It is always a fine line between training, course corrections and 
micro-managing.  I tend to over delegate and under train at times.  I don’t 
always notice the glazed over eyes when I think they got it.  Employees are 
sometimes very reluctant to tell you they don’t have it, don’t understand or 
need to go over something again.

I did have to teach a whole batch of youngsters how to sweep a couple of years 
ago.  We were microtrenching in a city street and they needed to sweep up the 
street.  Big push brooms, and that is what they did, the pushed them.  Of 
course leaving a trail of crap behind them.  I literally had a broom lesson 
with five (allegedly) adult men in the residential streets of Salt Lake City...

From: Steve Jones 
Sent: Monday, April 10, 2023 7:53 AM
To: AnimalFarm Microwave Users Group 
Subject: Re: [AFMUG] Short Term Employee

Im new to owning a company and really struggling with being the boss boss. One 
of the big things im struggling with is identifying where i am micromanaging. 
Im not saying you are micromanaging and Im not saying he was doing a good job, 
but I do find that because of my situation at my full time job where i was the 
only guy so everything was designed around things being done with only two 
hands that its hard to let go of any detail on any process. At that job ive 
been stepping back and allowing them to build their own processes, not at all 
the way i would do it, in the end the outcome is success some of the times (the 
bosses kid is replacing me, so access to better tools and materials is helping 
that along). In my boss man role I am catching myself micromanaging, telling a 
guy how to hold a shovel when hes already dug a five foot hole faster than me. 

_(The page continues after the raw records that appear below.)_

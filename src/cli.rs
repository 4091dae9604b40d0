// src/cli.rs

//! CLI argument parsing using `clap`.

use clap::{Parser, ValueEnum};

/// Command-line arguments for `dagflow`.
#[derive(Debug, Clone, Parser)]
#[command(
    name = "dagflow",
    version,
    about = "Run a DAG of tasks on a work-stealing thread pool.",
    long_about = None
)]
pub struct CliArgs {
    /// Path to the workflow file (TOML).
    #[arg(long, short = 'w', value_name = "PATH", default_value = "workflow.toml")]
    pub workflow: String,

    /// Worker threads; overrides `[pool].workers`. 0 means one per core.
    #[arg(long, short = 'j', value_name = "N")]
    pub workers: Option<usize>,

    /// Logging level (error, warn, info, debug, trace).
    ///
    /// If omitted, `DAGFLOW_LOG` or a default level will be used.
    #[arg(long, value_enum, value_name = "LEVEL")]
    pub log_level: Option<LogLevel>,

    /// Parse + validate + build tasks, print the DAG, but don't run anything.
    #[arg(long)]
    pub dry_run: bool,
}

/// Log level as exposed on the CLI.
#[derive(Debug, Copy, Clone, ValueEnum)]
pub enum LogLevel {
    Error,
    Warn,
    Info,
    Debug,
    Trace,
}

/// Convenience wrapper around `CliArgs::parse()`.
pub fn parse() -> CliArgs {
    CliArgs::parse()
}
// src/config/model.rs

use std::collections::BTreeMap;

use serde::Deserialize;

use crate::errors::{DagflowError, Result};
use crate::task::{TaskHints, TaskMeta};
use crate::workflow::Edge;

/// Workflow description exactly as read from a TOML file.
///
/// ```toml
/// final_key = "final"
/// edges = [["const1", "add"], ["add", "mul"]]
///
/// [pool]
/// workers = 4
///
/// [vars]
/// base_dir = "./workspace"
///
/// [[task]]
/// id = "const1"
/// type = "Const"
/// [task.params]
/// key = "k1"
/// value = "1"
/// ```
///
/// All sections are optional. No semantic checks happen here; see
/// [`WorkflowFile`] for the validated form.
#[derive(Debug, Clone, Deserialize, Default)]
pub struct RawWorkflowFile {
    /// Context key whose value is reported after the run.
    #[serde(default)]
    pub final_key: Option<String>,

    /// Dependency edges as `[from, to]` pairs: `to` waits for `from`.
    ///
    /// Kept as plain lists so a wrong arity is reported by validation rather
    /// than as an opaque parse error.
    #[serde(default)]
    pub edges: Vec<Vec<String>>,

    #[serde(default)]
    pub pool: PoolSection,

    /// Initial context variables.
    #[serde(default)]
    pub vars: BTreeMap<String, String>,

    /// All `[[task]]` entries, in file order.
    #[serde(default, rename = "task")]
    pub tasks: Vec<TaskDescriptor>,
}

/// `[pool]` section.
#[derive(Debug, Clone, Deserialize, Default, PartialEq, Eq)]
pub struct PoolSection {
    /// Worker threads; `0` (the default) means one per available core.
    #[serde(default)]
    pub workers: usize,
}

/// One `[[task]]` entry.
#[derive(Debug, Clone, Deserialize, Default)]
pub struct TaskDescriptor {
    pub id: String,

    /// Registered task type, e.g. `"Const"`, `"Add"`, `"Shell"`.
    #[serde(rename = "type")]
    pub kind: String,

    /// Type-specific parameters from `[task.params]`.
    #[serde(default)]
    pub params: toml::Table,

    /// Declared input keys (validation / visualisation only).
    #[serde(default)]
    pub inputs: Vec<String>,

    /// Declared output keys (validation / visualisation only).
    #[serde(default)]
    pub outputs: Vec<String>,

    #[serde(default)]
    pub max_retries: u32,

    #[serde(default)]
    pub retry_backoff_ms: u64,

    #[serde(default)]
    pub timeout_ms: u64,

    #[serde(default)]
    pub continue_on_failure: bool,

    #[serde(default)]
    pub barrier: bool,
}

impl TaskDescriptor {
    pub fn new(id: impl Into<String>, kind: impl Into<String>) -> Self {
        Self {
            id: id.into(),
            kind: kind.into(),
            ..Self::default()
        }
    }

    /// Builder-style helper to set one parameter.
    pub fn param(mut self, name: &str, value: impl Into<toml::Value>) -> Self {
        self.params.insert(name.to_string(), value.into());
        self
    }

    pub fn hints(&self) -> TaskHints {
        TaskHints {
            max_retries: self.max_retries,
            retry_backoff_ms: self.retry_backoff_ms,
            timeout_ms: self.timeout_ms,
            continue_on_failure: self.continue_on_failure,
            is_barrier: self.barrier,
        }
    }

    /// Metadata for the task built from this descriptor. Declared
    /// inputs/outputs win over `defaults` when present.
    pub fn meta(&self, defaults: &TaskMeta) -> TaskMeta {
        let inputs = if self.inputs.is_empty() {
            defaults.inputs.clone()
        } else {
            self.inputs.clone()
        };
        let outputs = if self.outputs.is_empty() {
            defaults.outputs.clone()
        } else {
            self.outputs.clone()
        };
        TaskMeta::new()
            .inputs(inputs)
            .outputs(outputs)
            .hints(self.hints())
    }

    /// Scalar parameter rendered as a string, if present.
    pub fn opt_str(&self, name: &str) -> Result<Option<String>> {
        match self.params.get(name) {
            None => Ok(None),
            Some(toml::Value::String(s)) => Ok(Some(s.clone())),
            Some(toml::Value::Integer(i)) => Ok(Some(i.to_string())),
            Some(toml::Value::Float(f)) => Ok(Some(f.to_string())),
            Some(toml::Value::Boolean(b)) => Ok(Some(b.to_string())),
            Some(other) => Err(self.param_error(name, &format!(
                "expected a scalar, got {}",
                other.type_str()
            ))),
        }
    }

    /// Required scalar parameter.
    pub fn req_str(&self, name: &str) -> Result<String> {
        self.opt_str(name)?
            .ok_or_else(|| self.param_error(name, "missing required parameter"))
    }

    pub fn opt_bool(&self, name: &str) -> Result<Option<bool>> {
        match self.params.get(name) {
            None => Ok(None),
            Some(toml::Value::Boolean(b)) => Ok(Some(*b)),
            Some(other) => Err(self.param_error(name, &format!(
                "expected a boolean, got {}",
                other.type_str()
            ))),
        }
    }

    pub fn opt_array(&self, name: &str) -> Result<Option<&toml::value::Array>> {
        match self.params.get(name) {
            None => Ok(None),
            Some(toml::Value::Array(items)) => Ok(Some(items)),
            Some(other) => Err(self.param_error(name, &format!(
                "expected an array, got {}",
                other.type_str()
            ))),
        }
    }

    pub fn param_error(&self, name: &str, what: &str) -> DagflowError {
        DagflowError::ConfigError(format!(
            "task '{}' ({}): parameter '{}': {}",
            self.id, self.kind, name, what
        ))
    }
}

/// Validated workflow description.
///
/// Only obtainable through `TryFrom<RawWorkflowFile>`, which guarantees
/// unique non-empty ids, well-formed edges between known tasks, and no
/// cycles. Task types are checked later, against a registry.
#[derive(Debug, Clone)]
pub struct WorkflowFile {
    final_key: Option<String>,
    edges: Vec<Edge>,
    pool: PoolSection,
    vars: BTreeMap<String, String>,
    tasks: Vec<TaskDescriptor>,
}

impl WorkflowFile {
    pub(crate) fn new_unchecked(
        final_key: Option<String>,
        edges: Vec<Edge>,
        pool: PoolSection,
        vars: BTreeMap<String, String>,
        tasks: Vec<TaskDescriptor>,
    ) -> Self {
        Self {
            final_key,
            edges,
            pool,
            vars,
            tasks,
        }
    }

    pub fn final_key(&self) -> Option<&str> {
        self.final_key.as_deref()
    }

    pub fn edges(&self) -> &[Edge] {
        &self.edges
    }

    pub fn pool(&self) -> &PoolSection {
        &self.pool
    }

    pub fn vars(&self) -> &BTreeMap<String, String> {
        &self.vars
    }

    pub fn tasks(&self) -> &[TaskDescriptor] {
        &self.tasks
    }
}
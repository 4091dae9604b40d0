// src/config/loader.rs

use std::fs;
use std::path::{Path, PathBuf};

use tracing::debug;

use crate::config::model::{RawWorkflowFile, WorkflowFile};
use crate::errors::Result;

/// Load a workflow file from a given path and return the raw description.
///
/// This only performs TOML deserialization; it does **not** perform semantic
/// validation (duplicate ids, edge shape, cycles). Use [`load_and_validate`]
/// for that.
pub fn load_from_path(path: impl AsRef<Path>) -> Result<RawWorkflowFile> {
    let path = path.as_ref();
    let contents = fs::read_to_string(path)?;
    parse_str(&contents)
}

/// Parse a workflow description held in memory.
pub fn parse_str(contents: &str) -> Result<RawWorkflowFile> {
    let raw: RawWorkflowFile = toml::from_str(contents)?;
    Ok(raw)
}

/// Load a workflow file from path and validate its structure.
///
/// Task `type`s are not checked here; that needs a registry and happens in
/// [`assemble`](crate::config::assemble::assemble).
pub fn load_and_validate(path: impl AsRef<Path>) -> Result<WorkflowFile> {
    let raw = load_from_path(&path)?;
    let workflow = WorkflowFile::try_from(raw)?;
    debug!(
        path = %path.as_ref().display(),
        tasks = workflow.tasks().len(),
        edges = workflow.edges().len(),
        "workflow loaded"
    );
    Ok(workflow)
}

/// `workflow.toml` in the current working directory.
pub fn default_workflow_path() -> PathBuf {
    PathBuf::from("workflow.toml")
}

The point is, make sure he is definitely fucking up, and not assuming hes 
fucking up just because of a different process than you would use. Talking more 
than working, make sure he was not just talking more than you and working less 
than you, hes not the owner and doesnt have to, his skin in the game resets 
every payday.

I really doubt your the asshole here, but you are an aging nerd, and we nerds 
tend to become fickle with years.

He is calling OSHA, but that shouldnt be a concern, you just hit the osha guy 
with a pipe and put him in the dumpster, landfills are full of OSHA inspectors. 
But really, im coming to find out OSHA compliance isnt the beast it is 
presented as, just dont let him see your triple stacked boxes falling over

The “I guess I am going to have to ignore my own exceptionalism to be able work 
here” was enough to fire him. Thats a poison apple statement, even if its 
accurate, that guy would have poisoned your workforce dynamic if he would say 
something like that to the boss, he definitely would design mutiny amongst 
labor.  FYI, he cant call OSHA if hes in the landfill with the OSHA guys.

On Sat, Apr 8, 2023 at 2:48 PM Chuck McCown via AF <af@af.afmug.com> wrote:

  I hired a guy to be a production manager over our grout mixing machine 
product.  
  He came with a pedigree of doing this at other places.  I didn’t check him 
out, just trusted the resume.

  He did have interesting ideas but soon it became evident:
  He liked to sit and talk –alot.
  He did not want to start helping cleaning up the bill of materials (primary 
job responsibility). (did absolutely nothing along those lines) 

  He wanted us to farm things out to his buddies (like have fastenal kit the 
nuts and bolts, have this other company make your sheet metal for you).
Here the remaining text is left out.